Extracted information below:
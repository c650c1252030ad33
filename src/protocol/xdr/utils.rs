use std::io::{Read, Write};

/// Every XDR item occupies a whole number of four-byte units.
pub const ALIGNMENT: usize = 4;

/// Consumes the zero padding that follows `src_len` payload bytes.
pub fn read_padding(src_len: usize, src: &mut impl Read) -> std::io::Result<()> {
    let mut padding = [0_u8; ALIGNMENT];
    src.read_exact(&mut padding[(src_len % ALIGNMENT)..])
}

/// Emits the zero padding that must follow `src_len` payload bytes.
pub fn write_padding(src_len: usize, dest: &mut impl Write) -> std::io::Result<()> {
    let padding = [0_u8; ALIGNMENT];
    dest.write_all(&padding[(src_len % ALIGNMENT)..])
}

pub fn invalid_data(m: &str) -> std::io::Error {
    std::io::Error::new(std::io::ErrorKind::InvalidData, m)
}
//! NFSv2 (Network File System version 2) protocol implementation as
//! specified in RFC 1094.
//!
//! Only the subset a diskless client exercises while booting is served:
//!
//! 1. NULL - Do nothing (ping the server)
//! 2. GETATTR - Get file attributes
//! 3. LOOKUP - Look up file name
//! 4. READ - Read from file
//!
//! Each procedure is implemented in its own module and registered with the
//! dispatcher function (`handle_nfs`), which validates the program and
//! version numbers and routes by procedure number. Every other procedure,
//! including the whole mutating half of the protocol, is denied; the
//! export is read-only by construction.

use std::io::{Read, Write};

use num_traits::cast::FromPrimitive;
use tracing::warn;

use crate::protocol::rpc::Context;
use crate::protocol::xdr::{self, nfs2, Serialize};

mod getattr;
mod lookup;
mod null;
mod read;

use getattr::nfsproc_getattr;
use lookup::nfsproc_lookup;
use null::nfsproc_null;
use read::nfsproc_read;

/// Main handler for NFS procedures of the version 2 protocol.
///
/// # Arguments
///
/// * `xid` - RPC transaction ID from the client
/// * `call` - The RPC call body containing program, version, and procedure numbers
/// * `input` - Input stream for reading procedure arguments
/// * `output` - Output stream for writing procedure results
/// * `context` - Server context containing export paths and the handle table
///
/// # Returns
///
/// * `Result<(), anyhow::Error>` - Ok(()) on success or an error
pub fn handle_nfs(
    xid: u32,
    call: &xdr::rpc::call_body,
    input: &mut impl Read,
    output: &mut impl Write,
    context: &Context,
) -> Result<(), anyhow::Error> {
    if call.prog != nfs2::PROGRAM || call.vers != nfs2::VERSION {
        warn!(
            target: "rpc",
            "nfsd call for prog={} vers={} (serving {}/{})",
            call.prog, call.vers, nfs2::PROGRAM, nfs2::VERSION
        );
        xdr::rpc::denied_auth_reply_message(xid).serialize(output)?;
        return Ok(());
    }
    let proc = nfs2::NfsProcedure::from_u32(call.proc).unwrap_or(nfs2::NfsProcedure::INVALID);

    match proc {
        nfs2::NfsProcedure::NFSPROC_NULL => nfsproc_null(xid, input, output)?,
        nfs2::NfsProcedure::NFSPROC_GETATTR => nfsproc_getattr(xid, input, output, context)?,
        nfs2::NfsProcedure::NFSPROC_LOOKUP => nfsproc_lookup(xid, input, output, context)?,
        nfs2::NfsProcedure::NFSPROC_READ => nfsproc_read(xid, input, output, context)?,
        other => {
            warn!(target: "rpc", "nfsd procedure not supported: {:?}", other);
            xdr::rpc::denied_auth_reply_message(xid).serialize(output)?;
        }
    }
    Ok(())
}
End of Extracted information.
- **Task brief**:
Whenever a line holds "NfsProcedure", it counts; state the total for the records and add nothing.

- **Task output**:
5